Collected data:
──────

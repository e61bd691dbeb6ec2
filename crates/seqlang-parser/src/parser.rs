//! Core parser infrastructure: token cursor, error reporting, helpers.

use seqlang_lexer::token::{Token, TokenKind};
use seqlang_lexer::Lexer;
use seqlang_types::ast::{Ident, Program};
use seqlang_types::{Error, Span};

/// Maximum nesting depth of parenthesized / bracketed expressions.
pub(crate) const MAX_EXPR_DEPTH: u32 = 256;

/// The seqlang parser.
///
/// Consumes a token stream produced by the lexer and builds an AST,
/// collecting syntax errors and recovering where possible.
pub struct Parser<'src> {
    tokens: Vec<Token>,
    pos: usize,
    /// Source text, for the verbatim `text` of tree nodes.
    source: &'src str,
    errors: Vec<Error>,
    /// Current expression nesting depth.
    pub(crate) expr_depth: u32,
}

/// Result of parsing: always a program, plus the syntax errors found.
#[derive(Debug)]
pub struct ParseResult {
    pub program: Program,
    pub errors: Vec<Error>,
}

/// Lex and parse `source` in one go. Lexer errors come first.
pub fn parse(source: &str) -> ParseResult {
    let lexed = Lexer::new(source).lex();
    let mut result = Parser::new(lexed.tokens, source).parse();
    let mut errors = lexed.errors;
    errors.append(&mut result.errors);
    result.errors = errors;
    result
}

impl<'src> Parser<'src> {
    /// Create a new parser from a token stream and its source text.
    pub fn new(mut tokens: Vec<Token>, source: &'src str) -> Self {
        if !matches!(tokens.last(), Some(t) if t.kind == TokenKind::Eof) {
            let end = source.len();
            let at = tokens.last().map(|t| t.span.start).unwrap_or_default();
            tokens.push(Token::new(TokenKind::Eof, Span::point(at, end)));
        }
        Self {
            tokens,
            pos: 0,
            source,
            errors: Vec::new(),
            expr_depth: 0,
        }
    }

    // ── Token Cursor ──────────────────────────────────────────────────────────

    /// Returns the current token without advancing.
    pub(crate) fn peek(&self) -> &Token {
        let idx = self.pos.min(self.tokens.len() - 1);
        &self.tokens[idx]
    }

    pub(crate) fn peek_kind(&self) -> &TokenKind {
        &self.peek().kind
    }

    /// Advance the cursor by one and return the consumed token.
    pub(crate) fn advance(&mut self) -> Token {
        let token = self.peek().clone();
        if self.pos < self.tokens.len() - 1 {
            self.pos += 1;
        }
        token
    }

    /// Span of the previously consumed token.
    pub(crate) fn previous_span(&self) -> Span {
        match self.pos.checked_sub(1) {
            Some(idx) => self.tokens[idx].span,
            None => self.peek().span,
        }
    }

    pub(crate) fn current_span(&self) -> Span {
        self.peek().span
    }

    pub(crate) fn at_end(&self) -> bool {
        matches!(self.peek_kind(), TokenKind::Eof)
    }

    pub(crate) fn check(&self, kind: &TokenKind) -> bool {
        self.peek_kind() == kind
    }

    /// If the current token matches, advance and return `true`.
    pub(crate) fn eat(&mut self, kind: &TokenKind) -> bool {
        if self.check(kind) {
            self.advance();
            true
        } else {
            false
        }
    }

    /// Source text between the start of `start` and the end of the last
    /// consumed token.
    pub(crate) fn text_since(&self, start: Span) -> (Span, String) {
        let span = start.merge(self.previous_span());
        (span, self.slice(span).to_string())
    }

    pub(crate) fn slice(&self, span: Span) -> &'src str {
        self.source.get(span.offset..span.end).unwrap_or("")
    }

    // ── Expect Helpers ────────────────────────────────────────────────────────

    /// Expect a specific token kind; reports `missing '<kind>'` if absent.
    pub(crate) fn expect(&mut self, expected: &TokenKind) -> bool {
        if self.eat(expected) {
            true
        } else {
            self.error_at_current(format!("missing '{expected}' at '{}'", self.peek_kind()));
            false
        }
    }

    /// Take an identifier if one is next, reporting `missing <what>` if not.
    pub(crate) fn expect_identifier(&mut self, what: &str) -> Option<Ident> {
        match self.peek_kind().clone() {
            TokenKind::Identifier(name) => {
                let span = self.advance().span;
                Some(Ident::new(name, span))
            }
            _ => {
                self.error_at_current(format!("missing {what} at '{}'", self.peek_kind()));
                None
            }
        }
    }

    // ── Error Reporting ───────────────────────────────────────────────────────

    /// Report an error at the current token.
    ///
    /// A second error at the same position as the previous one is dropped,
    /// so a single bad token does not cascade into a list of complaints.
    pub(crate) fn error_at_current(&mut self, message: impl Into<String>) {
        let token = self.peek();
        let start = token.span.start;
        if self.errors.last().is_some_and(|e| e.start == start) {
            return;
        }
        let expression = token.kind.to_string();
        self.errors.push(Error::syntax(start, expression, message));
    }

    // ── Public API ────────────────────────────────────────────────────────────

    /// Parse the token stream into a `Program`.
    pub fn parse(mut self) -> ParseResult {
        let program = self.parse_program();
        ParseResult {
            program,
            errors: self.errors,
        }
    }

    fn parse_program(&mut self) -> Program {
        let mut statements = Vec::new();
        while !self.at_end() {
            let before = self.pos;
            if let Some(stmt) = self.parse_statement() {
                statements.push(stmt);
            }
            if self.pos == before {
                self.error_at_current(format!("extraneous input '{}'", self.peek_kind()));
                self.advance();
            }
        }
        Program { statements }
    }
}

──────

Task instructions: Pull every line holding "expected" out of the records.

Output for this task:
    pub(crate) fn expect(&mut self, expected: &TokenKind) -> bool {
        if self.eat(expected) {
            self.error_at_current(format!("missing '{expected}' at '{}'", self.peek_kind()));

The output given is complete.